--- Study material ---
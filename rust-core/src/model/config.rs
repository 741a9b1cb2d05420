//! Default filter configuration and model settings
//!
//! The configuration resource is a JSON object keyed by mode name, then by
//! filter-kind name, holding the seed poles and zeros:
//!
//! ```json
//! {
//!   "settings": { "sampling_time": 0.1 },
//!   "DIGITAL": {
//!     "LOWPASS": { "poles": [[0.5, 0.0]], "zeros": null }
//!   }
//! }
//! ```
//!
//! Only one member of each conjugate pair is listed; the conjugate is added
//! when the seed is expanded. Listing a root twice raises its multiplicity.

use super::multiset::{conjugate_batch, ComplexMultiset};
use crate::error::{FilterError, FilterResult};
use num_complex::Complex64;
use serde::{Deserialize, Serialize};
use std::collections::BTreeMap;
use std::fmt;
use std::num::NonZeroU32;
use std::path::Path;

/// Configuration shipped with the crate
const EMBEDDED_DEFAULTS: &str = include_str!("../../config/default_filters.json");

/// Discretization semantics for response evaluation
#[derive(Debug, Clone, Copy, PartialEq, Eq, Hash, Serialize, Deserialize)]
#[serde(rename_all = "UPPERCASE")]
pub enum FilterMode {
    /// Sampled system, z-domain, evaluated on the unit circle
    Digital,
    /// Continuous system, s-domain, evaluated on the imaginary axis
    Analog,
}

impl FilterMode {
    /// Key used in the configuration file
    pub fn config_key(&self) -> &'static str {
        match self {
            FilterMode::Digital => "DIGITAL",
            FilterMode::Analog => "ANALOG",
        }
    }

    pub const ALL: [FilterMode; 2] = [FilterMode::Digital, FilterMode::Analog];

    /// Label shown in the mode menu
    pub fn label(&self) -> &'static str {
        match self {
            FilterMode::Digital => "Digital",
            FilterMode::Analog => "Analog",
        }
    }

    /// Parse the label shown in the mode menu
    pub fn from_label(label: &str) -> FilterResult<Self> {
        Self::ALL
            .into_iter()
            .find(|mode| mode.label() == label)
            .ok_or_else(|| FilterError::UnknownLabel(label.to_string()))
    }
}

impl fmt::Display for FilterMode {
    fn fmt(&self, f: &mut fmt::Formatter<'_>) -> fmt::Result {
        f.write_str(self.config_key())
    }
}

/// Provenance of the current pole/zero set
#[derive(Debug, Clone, Copy, PartialEq, Eq, Hash, Serialize, Deserialize)]
#[serde(rename_all = "UPPERCASE")]
pub enum FilterKind {
    Manual,
    Lowpass,
    Highpass,
    Bandpass,
    Bandstop,
    Allpass,
}

impl FilterKind {
    pub const ALL: [FilterKind; 6] = [
        FilterKind::Manual,
        FilterKind::Lowpass,
        FilterKind::Highpass,
        FilterKind::Bandpass,
        FilterKind::Bandstop,
        FilterKind::Allpass,
    ];

    /// Keys accepted in the configuration file, preferred key first
    pub fn config_keys(&self) -> &'static [&'static str] {
        match self {
            FilterKind::Manual => &["MANUAL"],
            FilterKind::Lowpass => &["LOWPASS", "TP"],
            FilterKind::Highpass => &["HIGHPASS", "HP"],
            FilterKind::Bandpass => &["BANDPASS", "BP"],
            FilterKind::Bandstop => &["BANDSTOP", "BS"],
            FilterKind::Allpass => &["ALLPASS", "AP"],
        }
    }

    /// Label shown in the filter menu
    pub fn label(&self) -> &'static str {
        match self {
            FilterKind::Manual => "Manual",
            FilterKind::Lowpass => "Tief pass",
            FilterKind::Highpass => "Hoch pass",
            FilterKind::Bandpass => "Band pass",
            FilterKind::Bandstop => "Band stop",
            FilterKind::Allpass => "All pass",
        }
    }

    /// Parse the label shown in the filter menu
    pub fn from_label(label: &str) -> FilterResult<Self> {
        Self::ALL
            .into_iter()
            .find(|kind| kind.label() == label)
            .ok_or_else(|| FilterError::UnknownLabel(label.to_string()))
    }
}

impl fmt::Display for FilterKind {
    fn fmt(&self, f: &mut fmt::Formatter<'_>) -> fmt::Result {
        f.write_str(self.config_keys()[0])
    }
}

/// Numeric settings for response evaluation
#[derive(Debug, Clone, PartialEq, Serialize, Deserialize)]
#[serde(default)]
pub struct ModelSettings {
    /// Sampling period in seconds (digital mode time axis)
    pub sampling_time: f64,

    /// Number of points on the digital frequency grid [0, pi)
    pub digital_grid_len: usize,

    /// Number of points on the analog frequency grid
    pub analog_grid_len: usize,

    /// Number of samples in the digital impulse/step response
    pub digital_time_samples: usize,

    /// Number of points in the analog impulse/step response
    pub analog_time_samples: usize,
}

impl Default for ModelSettings {
    fn default() -> Self {
        Self {
            sampling_time: 0.1,
            digital_grid_len: 10000,
            analog_grid_len: 1000,
            digital_time_samples: 30,
            analog_time_samples: 100,
        }
    }
}

impl ModelSettings {
    /// Reject settings that no evaluation can use
    pub fn validate(&self) -> FilterResult<()> {
        if !(self.sampling_time.is_finite() && self.sampling_time > 0.0) {
            return Err(FilterError::InvalidSamplingTime(self.sampling_time));
        }
        for len in [
            self.digital_grid_len,
            self.analog_grid_len,
            self.digital_time_samples,
            self.analog_time_samples,
        ] {
            if len == 0 {
                return Err(FilterError::InvalidGridLength(len));
            }
        }
        Ok(())
    }
}

fn unit_gain() -> f64 {
    1.0
}

/// Seed poles and zeros for one default filter
#[derive(Debug, Clone, PartialEq, Serialize, Deserialize)]
pub struct FilterSeed {
    /// `[real, imaginary]` pairs, one per conjugate pair
    #[serde(default)]
    pub poles: Option<Vec<Vec<f64>>>,

    #[serde(default)]
    pub zeros: Option<Vec<Vec<f64>>>,

    #[serde(default = "unit_gain")]
    pub gain: f64,
}

impl FilterSeed {
    /// Expand seed poles into a conjugate-complete multiset
    pub fn pole_set(&self) -> FilterResult<ComplexMultiset> {
        expand_seed(self.poles.as_deref())
    }

    /// Expand seed zeros into a conjugate-complete multiset
    pub fn zero_set(&self) -> FilterResult<ComplexMultiset> {
        expand_seed(self.zeros.as_deref())
    }
}

fn expand_seed(entries: Option<&[Vec<f64>]>) -> FilterResult<ComplexMultiset> {
    let mut set = ComplexMultiset::new();
    for entry in entries.unwrap_or_default() {
        let z = complex_from_pair(entry)?;
        set.add(conjugate_batch(z, NonZeroU32::MIN));
    }
    Ok(set)
}

fn complex_from_pair(pair: &[f64]) -> FilterResult<Complex64> {
    match pair {
        [re, im] => Ok(Complex64::new(*re, *im)),
        _ => Err(FilterError::MalformedSeedEntry { len: pair.len() }),
    }
}

/// Default filters keyed by mode, then by filter kind
#[derive(Debug, Clone, Default, Serialize, Deserialize)]
pub struct DefaultFilterConfig {
    #[serde(default)]
    pub settings: ModelSettings,

    #[serde(flatten)]
    modes: BTreeMap<String, BTreeMap<String, FilterSeed>>,
}

impl DefaultFilterConfig {
    /// Configuration embedded in the crate
    pub fn embedded() -> FilterResult<Self> {
        Self::from_json(EMBEDDED_DEFAULTS)
    }

    /// Parse configuration from a JSON string
    pub fn from_json(json: &str) -> FilterResult<Self> {
        let config: Self = serde_json::from_str(json)?;
        config.settings.validate()?;
        Ok(config)
    }

    /// Load configuration from a JSON file
    pub fn load(path: impl AsRef<Path>) -> FilterResult<Self> {
        let path = path.as_ref();
        let json = std::fs::read_to_string(path)?;
        let config = Self::from_json(&json)?;
        tracing::debug!(path = %path.display(), modes = config.modes.len(), "loaded filter configuration");
        Ok(config)
    }

    /// Look up the seed for a mode/kind combination
    ///
    /// # Errors
    /// [`FilterError::MissingDefault`] if the combination is not configured.
    pub fn seed(&self, mode: FilterMode, kind: FilterKind) -> FilterResult<&FilterSeed> {
        let missing = || FilterError::MissingDefault {
            mode: mode.to_string(),
            kind: kind.to_string(),
        };
        let kinds = self.modes.get(mode.config_key()).ok_or_else(missing)?;
        kind.config_keys()
            .iter()
            .find_map(|key| kinds.get(*key))
            .ok_or_else(missing)
    }

    /// Add or replace a seed
    pub fn insert_seed(&mut self, mode: FilterMode, kind: FilterKind, seed: FilterSeed) {
        self.modes
            .entry(mode.config_key().to_string())
            .or_default()
            .insert(kind.config_keys()[0].to_string(), seed);
    }
}

#[cfg(test)]
mod tests {
    use super::*;

    #[test]
    fn test_embedded_config_has_every_kind() {
        let config = DefaultFilterConfig::embedded().unwrap();
        for mode in [FilterMode::Digital, FilterMode::Analog] {
            for kind in FilterKind::ALL {
                assert!(config.seed(mode, kind).is_ok(), "{} / {}", mode, kind);
            }
        }
        assert_eq!(config.settings, ModelSettings::default());
    }

    #[test]
    fn test_seed_expands_conjugates() {
        let json = r#"{ "DIGITAL": { "BANDPASS": { "poles": [[0.0, 0.9]], "zeros": [[1.0, 0.0], [1.0, 0.0]] } } }"#;
        let config = DefaultFilterConfig::from_json(json).unwrap();
        let seed = config.seed(FilterMode::Digital, FilterKind::Bandpass).unwrap();

        let poles = seed.pole_set().unwrap();
        assert_eq!(poles.len(), 2);
        assert_eq!(poles.multiplicity(Complex64::new(0.0, -0.9)), 1);

        let zeros = seed.zero_set().unwrap();
        assert_eq!(zeros.len(), 1);
        assert_eq!(zeros.multiplicity(Complex64::new(1.0, 0.0)), 2);
        assert_eq!(seed.gain, 1.0);
    }

    #[test]
    fn test_legacy_kind_keys() {
        let json = r#"{ "ANALOG": { "TP": { "poles": [[-1.0, 0.0]], "zeros": null, "gain": 2.0 } } }"#;
        let config = DefaultFilterConfig::from_json(json).unwrap();
        let seed = config.seed(FilterMode::Analog, FilterKind::Lowpass).unwrap();

        assert_eq!(seed.gain, 2.0);
        assert!(seed.zero_set().unwrap().is_empty());
    }

    #[test]
    fn test_missing_combination_is_lookup_error() {
        let config = DefaultFilterConfig::from_json(r#"{ "DIGITAL": {} }"#).unwrap();

        assert!(matches!(
            config.seed(FilterMode::Digital, FilterKind::Allpass),
            Err(FilterError::MissingDefault { .. })
        ));
        assert!(matches!(
            config.seed(FilterMode::Analog, FilterKind::Manual),
            Err(FilterError::MissingDefault { .. })
        ));
    }

    #[test]
    fn test_malformed_seed_entry() {
        let json = r#"{ "DIGITAL": { "MANUAL": { "poles": [[0.5]], "zeros": null } } }"#;
        let config = DefaultFilterConfig::from_json(json).unwrap();
        let seed = config.seed(FilterMode::Digital, FilterKind::Manual).unwrap();

        assert!(matches!(
            seed.pole_set(),
            Err(FilterError::MalformedSeedEntry { len: 1 })
        ));
    }

    #[test]
    fn test_settings_override() {
        let json = r#"{ "settings": { "sampling_time": 0.5, "digital_grid_len": 512 } }"#;
        let config = DefaultFilterConfig::from_json(json).unwrap();

        assert_eq!(config.settings.sampling_time, 0.5);
        assert_eq!(config.settings.digital_grid_len, 512);
        assert_eq!(config.settings.analog_grid_len, 1000);
    }

    #[test]
    fn test_invalid_settings_rejected() {
        let json = r#"{ "settings": { "sampling_time": -1.0 } }"#;
        assert!(matches!(
            DefaultFilterConfig::from_json(json),
            Err(FilterError::InvalidSamplingTime(_))
        ));
    }

    #[test]
    fn test_labels() {
        assert_eq!(FilterMode::from_label("Analog").unwrap(), FilterMode::Analog);
        assert_eq!(FilterKind::from_label("Tief pass").unwrap(), FilterKind::Lowpass);
        assert!(FilterKind::from_label("Notch").is_err());
    }
}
---
Instructions for the task: Only the lines above from the line with "for entry in" to the line with "let missing = ||", those two lines included, should be reproduced exactly.

Exercise output:
    for entry in entries.unwrap_or_default() {
        let z = complex_from_pair(entry)?;
        set.add(conjugate_batch(z, NonZeroU32::MIN));
    }
    Ok(set)
}

fn complex_from_pair(pair: &[f64]) -> FilterResult<Complex64> {
    match pair {
        [re, im] => Ok(Complex64::new(*re, *im)),
        _ => Err(FilterError::MalformedSeedEntry { len: pair.len() }),
    }
}

/// Default filters keyed by mode, then by filter kind
#[derive(Debug, Clone, Default, Serialize, Deserialize)]
pub struct DefaultFilterConfig {
    #[serde(default)]
    pub settings: ModelSettings,

    #[serde(flatten)]
    modes: BTreeMap<String, BTreeMap<String, FilterSeed>>,
}

impl DefaultFilterConfig {
    /// Configuration embedded in the crate
    pub fn embedded() -> FilterResult<Self> {
        Self::from_json(EMBEDDED_DEFAULTS)
    }

    /// Parse configuration from a JSON string
    pub fn from_json(json: &str) -> FilterResult<Self> {
        let config: Self = serde_json::from_str(json)?;
        config.settings.validate()?;
        Ok(config)
    }

    /// Load configuration from a JSON file
    pub fn load(path: impl AsRef<Path>) -> FilterResult<Self> {
        let path = path.as_ref();
        let json = std::fs::read_to_string(path)?;
        let config = Self::from_json(&json)?;
        tracing::debug!(path = %path.display(), modes = config.modes.len(), "loaded filter configuration");
        Ok(config)
    }

    /// Look up the seed for a mode/kind combination
    ///
    /// # Errors
    /// [`FilterError::MissingDefault`] if the combination is not configured.
    pub fn seed(&self, mode: FilterMode, kind: FilterKind) -> FilterResult<&FilterSeed> {
        let missing = || FilterError::MissingDefault {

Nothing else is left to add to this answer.